§ **What you will do**:
Return the run of lines below that opens with the line containing "let descriptors = list_tables(db)?" and closes with the line containing "for table in", keeping each one exact.

+ + +

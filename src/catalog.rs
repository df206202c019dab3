//! Table catalog.
//!
//! Enumerates the tables present in storage and their columns. Nothing is
//! cached: uploads may add tables between two requests, so every call reads
//! the storage metadata afresh.

use regex::Regex;
use std::collections::BTreeSet;
use tracing::debug;

use crate::error::Result;
use crate::persist::{quote_identifier, Database};

/// A table name with its ordered column names, derived fresh on every scan.
/// The column list is empty when the table could not be introspected.
#[derive(Debug, Clone, PartialEq, Eq)]
pub struct TableDescriptor {
    pub name: String,
    pub columns: Vec<String>,
}
impl TableDescriptor {
    pub fn can_participate(&self) -> bool {
        !self.columns.is_empty()
    }
}

/// All table identifiers in storage enumeration order.
///
/// This is the one catalog call that fails loudly: if the store cannot be
/// enumerated at all, nothing downstream can degrade gracefully.
pub fn list_tables(db: &Database) -> Result<Vec<String>> {
    db.persistor()?.enumerate_tables()
}

/// Column names of `table`, or an empty list when it is missing or unreadable.
pub fn columns_of(db: &Database, table: &str) -> Vec<String> {
    let persistor = match db.persistor() {
        Ok(persistor) => persistor,
        Err(e) => {
            debug!(table, error = %e, "storage handle unavailable for introspection");
            return Vec::new();
        }
    };
    match persistor.describe_columns(table) {
        Ok(columns) => columns,
        Err(e) => {
            debug!(table, error = %e, "table cannot be introspected");
            Vec::new()
        }
    }
}

pub fn describe(db: &Database) -> Result<Vec<TableDescriptor>> {
    let descriptors = list_tables(db)?
        .into_iter()
        .map(|name| {
            let columns = columns_of(db, &name);
            TableDescriptor { name, columns }
        })
        .collect();
    Ok(descriptors)
}

/// Distinct values found under any column named exactly like one of
/// `column_hints`, across every table (or only those whose name matches
/// `table_pattern`). Values are trimmed, empty ones dropped, result sorted.
pub fn distinct_values(
    db: &Database,
    column_hints: &[&str],
    table_pattern: Option<&Regex>,
) -> Result<Vec<String>> {
    let mut values = BTreeSet::new();
    for table in list_tables(db)? {
        if let Some(pattern) = table_pattern {
            if !pattern.is_match(&table) {
                continue;
            }
        }
        let columns = columns_of(db, &table);
        for hint in column_hints {
            if !columns.iter().any(|c| c == hint) {
                continue;
            }
            let column = quote_identifier(hint);
            let sql = format!(
                "select distinct {column} from {} where {column} is not null",
                quote_identifier(&table)
            );
            let rows = db.persistor()?.execute_rows(&sql, &[]);
            match rows {
                Ok(rows) => {
                    values.extend(
                        rows.iter().filter_map(|row| row.first().and_then(|c| c.label())),
                    );
                }
                Err(e) => debug!(table, column = hint, error = %e, "distinct scan skipped"),
            }
        }
    }
    Ok(values.into_iter().collect())
}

+ + +

§ **Response for this exercise**:
    let descriptors = list_tables(db)?
        .into_iter()
        .map(|name| {
            let columns = columns_of(db, &name);
            TableDescriptor { name, columns }
        })
        .collect();
    Ok(descriptors)
}

/// Distinct values found under any column named exactly like one of
/// `column_hints`, across every table (or only those whose name matches
/// `table_pattern`). Values are trimmed, empty ones dropped, result sorted.
pub fn distinct_values(
    db: &Database,
    column_hints: &[&str],
    table_pattern: Option<&Regex>,
) -> Result<Vec<String>> {
    let mut values = BTreeSet::new();
    for table in list_tables(db)? {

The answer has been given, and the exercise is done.